Sometimes I prefer to do things in SQL. I wrote, some times ago, a PL/pgSQL function to split a table into many tables based on one of its attribute. It goes like this:

-----------------------------------------------------------------------
-- SplitTable
-- Split a table into a series of tables which names are composed of the 
-- concatenation of a prefix and the value of a column.
--
-- sourcetablename   - Name of the table to split into multiple table
-- targettableschema - Name of the schema in which to create the new set
--                     of table
-- targettableprefix - Prefix of the set of table names to create.
-- suffixcolumnname  - Name of the column providing the suffix to each name.
-----------------------------------------------------------------------
CREATE OR REPLACE FUNCTION SplitTable(sourcetablename text, targettableschema text, targettableprefix text, suffixcolumnname text)
RETURNS int AS
$BODY$
DECLARE
    newtablename text;
    uniqueid RECORD;
BEGIN
    FOR uniqueid IN EXECUTE 'SELECT DISTINCT ' || quote_ident(suffixcolumnname) || '::text AS xyz123  FROM ' || quote_ident(targettableschema) || '.' || quote_ident(sourcetablename) LOOP
        newtablename := targettableprefix || uniqueid.xyz123;
    EXECUTE 'CREATE TABLE ' || quote_ident(targettableschema) || '.' || quote_ident(newtablename) || ' AS SELECT * FROM ' || sourcetablename || ' WHERE ' || suffixcolumnname || '::text = ' || quote_literal(uniqueid.xyz123);
    END LOOP;
    RETURN 1;
END;
$BODY$
LANGUAGE plpgsql VOLATILE STRICT;

Taking for granted that you loaded the rasters with the first command and that you included the -F option to create a column containing the filename, you can then update this column in order to extract the two numbers uniquely identifying the filename that we will use to uniquely identify the tables:

UPDATE dem SET filename = substring(filename from 4 for 2);

You can then use SplitTable() like this:

SELECT SplitTable('dem', 'public', 'dem_', 'filename');

to split the original table into as many tables as there are unique ids in the filename column, each tiles in the right table. For the same example as above, you would end up with 10 tables of 100 rows each.

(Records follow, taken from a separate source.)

//! Settings file location and serialization.

use crate::config::AppState;
use crate::error::ConfigError;
use std::fs;
use std::path::{Path, PathBuf};

const APP_DIR: &str = "debugfolio";
const SETTINGS_FILE: &str = "settings.json";

fn settings_dir() -> Result<PathBuf, ConfigError> {
    let base = dirs::config_dir()
        .or_else(|| dirs::home_dir().map(|home| home.join(".config")))
        .ok_or_else(|| ConfigError::ValidationFailed("Cannot determine config directory".to_string()))?;
    Ok(base.join(APP_DIR))
}

/// Get the global settings path: ~/.config/debugfolio/settings.json
pub fn get_global_settings_path() -> Result<PathBuf, ConfigError> {
    Ok(settings_dir()?.join(SETTINGS_FILE))
}

/// Ensure the global settings directory exists
pub fn ensure_settings_dir_exists() -> Result<(), ConfigError> {
    fs::create_dir_all(settings_dir()?).map_err(ConfigError::IoError)
}

/// Read settings JSON from `path`.
pub fn read_settings_file(path: &Path) -> Result<AppState, ConfigError> {
    let content = fs::read_to_string(path).map_err(|e| {
        if e.kind() == std::io::ErrorKind::NotFound {
            ConfigError::FileNotFound(path.display().to_string())
        } else {
            ConfigError::IoError(e)
        }
    })?;

    let state: AppState = serde_json::from_str(&content).map_err(ConfigError::InvalidJson)?;
    Ok(state)
}

/// Write settings JSON to `path`, creating parent directories.
pub fn write_settings_file(state: &AppState, path: &Path) -> Result<(), ConfigError> {
    if let Some(parent) = path.parent() {
        if !parent.as_os_str().is_empty() {
            fs::create_dir_all(parent).map_err(ConfigError::IoError)?;
        }
    }

    let json_content = serde_json::to_string_pretty(state).map_err(ConfigError::InvalidJson)?;
    fs::write(path, json_content).map_err(ConfigError::IoError)?;

    Ok(())
}

#[cfg(test)]
mod tests {
    use super::*;

    #[test]
    fn test_global_path_ends_with_app_dir() {
        if let Ok(path) = get_global_settings_path() {
            assert!(path.ends_with("debugfolio/settings.json"));
        }
    }

    #[test]
    fn test_read_nonexistent_file() {
        let result = read_settings_file(Path::new("/nonexistent/path/settings.json"));
        assert!(matches!(result, Err(ConfigError::FileNotFound(_))));
    }
}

This function is very useful in the PostGIS raster context but can also be used to split non-PostGIS tables as well. This is why it takes care neither of the spatial index, nor the constraints created by the original command with the -I and the -C options. For that I prefered to write another very generic function executing a simple SQL statement on a series of tables:

---------------------------------------------
-- QueryTables
-- Execute a query on a series of tables based on a prefix.
-- The 'tablename' string will be replaced by the name of the table.
--
-- schemaname - Name of the schema where to execute the queries.
-- prefix     - Prefix to restraint the query to tables names starting with this--              string.
-- inquery    - Query to execute. Can contain the 'tablename' string which will --              be replaced buy the name of the current table.
---------------------------------------------
CREATE OR REPLACE FUNCTION QueryTables(schemaname text, prefix text, inquery text)
RETURNS int AS
$BODY$
DECLARE
    tabletoquery RECORD;
BEGIN
    FOR tabletoquery IN EXECUTE 'SELECT tablename FROM pg_tables WHERE schemaname = ' || quote_literal(schemaname) || ' AND tablename LIKE ' || quote_literal(prefix || '%') LOOP
        RAISE NOTICE 'Querying %', schemaname || '.' || tabletoquery.tablename;
        EXECUTE replace(inquery, 'tablename', tabletoquery.tablename);
    END LOOP;
    RETURN 1;
END;
$BODY$
LANGUAGE plpgsql VOLATILE STRICT;

Using this function, you can create a spatial index on all the splitted tables like this:

SELECT QueryTables('public', 'dem_', 'CREATE INDEX tablename_gist 
ON public.tablename USING gist (st_convexhull(rast));');

If you want all your tables to be listed properly in the 'raster_column' view, you can add all the rasters constraints:

SELECT QueryTables('public', 'dem_', 'SELECT AddRasterConstraints(''public''::name, ''tablename''::name, ''rast''::name);');

Take care at the double single quote in the 'inquery' parameter.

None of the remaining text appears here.